Anticipez-vous déjà l’après confinement et la reprise prochaine de l’activité ? Quelles seront vos décisions ?

Une fin progressive le 11 mai, oui, mais dans quelles conditions ? Il nous manque beaucoup de renseignements à ce sujet. Le personnel administratif pourra-t-il rejoindre ses bureaux ? Les commerciaux pourront ils reprendre leurs visites clients ? Nos Boulangers Conseils pourront ils reprendre leurs formations ?  Nous sommes dans le secteur agroalimentaire, minotier, un des secteurs les moins touchés par ce confinement. Il suffit de constater l’évolution exponentielle des achats de sachets farine 1 kg par les consommateurs, qui ont repris à leur compte le « home made », gâteaux, pains, etc. non seulement à cause du confinement mais peut être pour occuper leurs enfants, et de redécouvrir les bienfaits du gluten, tant décrié auparavant… Notre activité ayant été maintenue, l’après 11 mai sera pour nous un retour à la normale.
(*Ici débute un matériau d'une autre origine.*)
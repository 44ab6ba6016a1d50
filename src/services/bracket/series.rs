//! Best-of-three series reconciliation.
//!
//! Given the two contestants, the chosen winner, an optional advantage holder
//! (a player carrying one game win from the qualifying stage) and a requested
//! series mode, derives the canonical game-by-game breakdown and aggregate
//! score. Everything here is pure and synchronous.

use serde::{Deserialize, Serialize};
use std::fmt;
use std::str::FromStr;
use thiserror::Error;

/// How many games the series winner needed.
#[derive(Debug, Clone, Copy, PartialEq, Eq, Default, Serialize, Deserialize)]
pub enum SeriesMode {
    #[default]
    #[serde(rename = "2-0")]
    TwoZero,
    #[serde(rename = "2-1")]
    TwoOne,
}

impl SeriesMode {
    pub fn as_str(&self) -> &'static str {
        match self {
            SeriesMode::TwoZero => "2-0",
            SeriesMode::TwoOne => "2-1",
        }
    }

    /// `(winner score, loser score)` for this mode.
    pub fn scores(&self) -> (u8, u8) {
        match self {
            SeriesMode::TwoZero => (2, 0),
            SeriesMode::TwoOne => (2, 1),
        }
    }

    /// Infers the mode from a stored score pair. Pairs that are neither 2-0
    /// nor 2-1 (in either order for 2-1) predate mode tracking and yield `None`.
    pub fn infer(winner_score: Option<i64>, loser_score: Option<i64>) -> Option<Self> {
        match (winner_score?, loser_score?) {
            (2, 0) => Some(SeriesMode::TwoZero),
            (2, 1) | (1, 2) => Some(SeriesMode::TwoOne),
            _ => None,
        }
    }
}

impl fmt::Display for SeriesMode {
    fn fmt(&self, f: &mut fmt::Formatter<'_>) -> fmt::Result {
        f.write_str(self.as_str())
    }
}

impl FromStr for SeriesMode {
    type Err = String;

    fn from_str(s: &str) -> Result<Self, Self::Err> {
        match s.trim() {
            "2-0" => Ok(SeriesMode::TwoZero),
            "2-1" => Ok(SeriesMode::TwoOne),
            _ => Err(format!("Unknown series mode: {s}")),
        }
    }
}

#[derive(Debug, Clone, PartialEq, Eq, Error)]
pub enum SeriesError {
    #[error("Match is not playable: both contestants must be assigned")]
    MissingContestant,
    #[error("Contestants must be two different players (got {0} twice)")]
    IdenticalContestants(String),
    #[error("Winner {0} is not one of the two contestants")]
    WinnerNotContestant(String),
}

/// Immutable input of one reconciliation.
#[derive(Debug, Clone, PartialEq, Eq, Serialize, Deserialize)]
#[serde(rename_all = "camelCase")]
pub struct SeriesInput {
    pub contestant_a: String,
    pub contestant_b: String,
    pub winner: String,
    #[serde(default)]
    pub advantage_holder: Option<String>,
    #[serde(default)]
    pub mode: SeriesMode,
}

#[derive(Debug, Clone, Copy, PartialEq, Eq, Serialize, Deserialize)]
#[serde(rename_all = "snake_case")]
pub enum GameNote {
    /// Game 1 credited from the qualifying stage; not replayed.
    CarriedAdvantage,
    Played,
    Unplayed,
}

#[derive(Debug, Clone, PartialEq, Eq, Serialize, Deserialize)]
#[serde(rename_all = "camelCase")]
pub struct GameResult {
    pub label: String,
    pub winner: Option<String>,
    pub note: GameNote,
}

#[derive(Debug, Clone, PartialEq, Eq, Serialize, Deserialize)]
#[serde(rename_all = "camelCase")]
pub struct SeriesOutcome {
    pub winner_id: String,
    pub loser_id: String,
    pub winner_score: u8,
    pub loser_score: u8,
    /// Mode actually applied, after any rule correction.
    pub mode: SeriesMode,
    /// Sanitized advantage holder the breakdown was built with.
    pub advantage_holder: Option<String>,
    pub games: [GameResult; 3],
}

/// Returns the advantage holder iff it is exactly one of the two contestants.
/// Anything else (absent, stale, or both contestants being the same id)
/// resolves to `None`.
pub fn resolve_advantage<'a>(
    contestant_a: Option<&'a str>,
    contestant_b: Option<&'a str>,
    advantage_holder: Option<&str>,
) -> Option<&'a str> {
    let holder = advantage_holder.filter(|h| !h.is_empty())?;
    let mut matches = [contestant_a, contestant_b]
        .into_iter()
        .flatten()
        .filter(|c| *c == holder);
    let first = matches.next()?;
    if matches.next().is_some() {
        return None;
    }
    Some(first)
}

/// Derives the full series outcome.
pub fn reconcile(input: &SeriesInput) -> Result<SeriesOutcome, SeriesError> {
    let a = input.contestant_a.as_str();
    let b = input.contestant_b.as_str();
    if a.is_empty() || b.is_empty() {
        return Err(SeriesError::MissingContestant);
    }
    if a == b {
        return Err(SeriesError::IdenticalContestants(a.to_string()));
    }

    let winner = input.winner.as_str();
    let loser = if winner == a {
        b
    } else if winner == b {
        a
    } else {
        return Err(SeriesError::WinnerNotContestant(input.winner.clone()));
    };

    let holder = resolve_advantage(Some(a), Some(b), input.advantage_holder.as_deref());
    if holder.is_none() && input.advantage_holder.as_deref().is_some_and(|h| !h.is_empty()) {
        log::debug!(
            "Dropping advantage holder {:?}: not a contestant of {a} vs {b}",
            input.advantage_holder
        );
    }

    let (mode, games) = match holder {
        None => {
            let games = match input.mode {
                SeriesMode::TwoZero => [played(winner), played(winner), unplayed()],
                SeriesMode::TwoOne => [played(winner), played(loser), played(winner)],
            };
            (input.mode, games)
        }
        Some(h) if h == winner => {
            let games = match input.mode {
                SeriesMode::TwoZero => [carried(h), played(h), unplayed()],
                SeriesMode::TwoOne => [carried(h), played(loser), played(h)],
            };
            (input.mode, games)
        }
        Some(h) => {
            // The opponent of the holder can only take the series by winning
            // both remaining games.
            if input.mode == SeriesMode::TwoZero {
                log::debug!("Correcting requested 2-0 to 2-1: {winner} beat advantage holder {h}");
            }
            (
                SeriesMode::TwoOne,
                [carried(h), played(winner), played(winner)],
            )
        }
    };

    let (winner_score, loser_score) = mode.scores();
    Ok(SeriesOutcome {
        winner_id: winner.to_string(),
        loser_id: loser.to_string(),
        winner_score,
        loser_score,
        mode,
        advantage_holder: holder.map(str::to_string),
        games: label(games),
    })
}

fn carried(player: &str) -> (Option<String>, GameNote) {
    (Some(player.to_string()), GameNote::CarriedAdvantage)
}

fn played(player: &str) -> (Option<String>, GameNote) {
    (Some(player.to_string()), GameNote::Played)
}

fn unplayed() -> (Option<String>, GameNote) {
    (None, GameNote::Unplayed)
}

fn label(games: [(Option<String>, GameNote); 3]) -> [GameResult; 3] {
    let mut n = 0;
    games.map(|(winner, note)| {
        n += 1;
        GameResult {
            label: format!("Game {n}"),
            winner,
            note,
        }
    })
}

/// Points entered for one game, from contestant A's and B's side.
#[derive(Debug, Clone, Copy, PartialEq, Eq, Serialize, Deserialize)]
#[serde(rename_all = "camelCase")]
pub struct GameScore {
    pub a: u32,
    pub b: u32,
}

/// Games won so far by each side, for display only.
#[derive(Debug, Clone, Copy, PartialEq, Eq, Default, Serialize, Deserialize)]
#[serde(rename_all = "camelCase")]
pub struct SetTally {
    pub a_wins: u8,
    pub b_wins: u8,
}

/// Counts games won from up to three optionally entered per-game scores.
///
/// With a valid advantage holder, game 1 always counts for the holder and any
/// score entered for it is ignored. Tied or missing scores count for nobody.
pub fn tally_observed_sets(
    contestant_a: Option<&str>,
    contestant_b: Option<&str>,
    advantage_holder: Option<&str>,
    game_scores: &[Option<GameScore>],
) -> SetTally {
    let mut tally = SetTally::default();
    let holder = resolve_advantage(contestant_a, contestant_b, advantage_holder);

    let skip = match holder {
        Some(h) => {
            if Some(h) == contestant_a {
                tally.a_wins += 1;
            } else {
                tally.b_wins += 1;
            }
            1
        }
        None => 0,
    };

    for score in game_scores.iter().take(3).skip(skip).flatten() {
        if score.a > score.b {
            tally.a_wins += 1;
        } else if score.b > score.a {
            tally.b_wins += 1;
        }
    }
    tally
}

#[cfg(test)]
#[path = "tests/series_tests.rs"]
mod tests;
Certains services, plus impactés que d’autres (Par exemple pour nos commerciaux en activité partielle), auront pour mission d’accompagner et de conseiller nos clients sur la reprise d’activité, en mettant à leur disposition toutes les aides, les outils, et initiatives qui permettront à la filière blé-farine-pain de se relever. Je pense notamment aux artisans boulangers dont l’activité est pénalisée par le confinement : nous serons à leurs côtés, présents et solidaires pour les aider à redévelopper leur activité.

Quels sont, pour vous, les principaux enseignements et les conséquences d’une telle crise mondiale sur tout le secteur ?

Cette crise mondiale montre, pour notre entreprise, la capacité d’adaptation spectaculaire de notre personnel à ces nouvelles contraintes : nous profitons dans cette intervention avec vous, pour les féliciter très sincèrement. Le deuxième enseignement est que les consommateurs que nous sommes tous, devons réfléchir au moment de nos achats, d’où viennent les matières premières et nos produits. Un exemple : 50 % des sachets de farine 1 kg venaient d’Allemagne avant le confinement, les ruptures constatées de sachets en sont la triste réponse lorsque l’autonomie de notre pays n’est pas assurée par nos propres usines. Ceci est valable sur ce produit, la farine, et bien d’autres. Souhaitons pour tous la prise de conscience collective et durable de l’intérêt de produire et de transformer en France. Nos usines sont les emplois de demain : nos agriculteurs cultivent d’excellentes céréales avec les meilleures méthodes culturales et certifications mondiales, ils ont nourri la France dans cette période si difficile pour les approvisionnements de matières premières, ne les dénigrons pas, ne les oublions plus.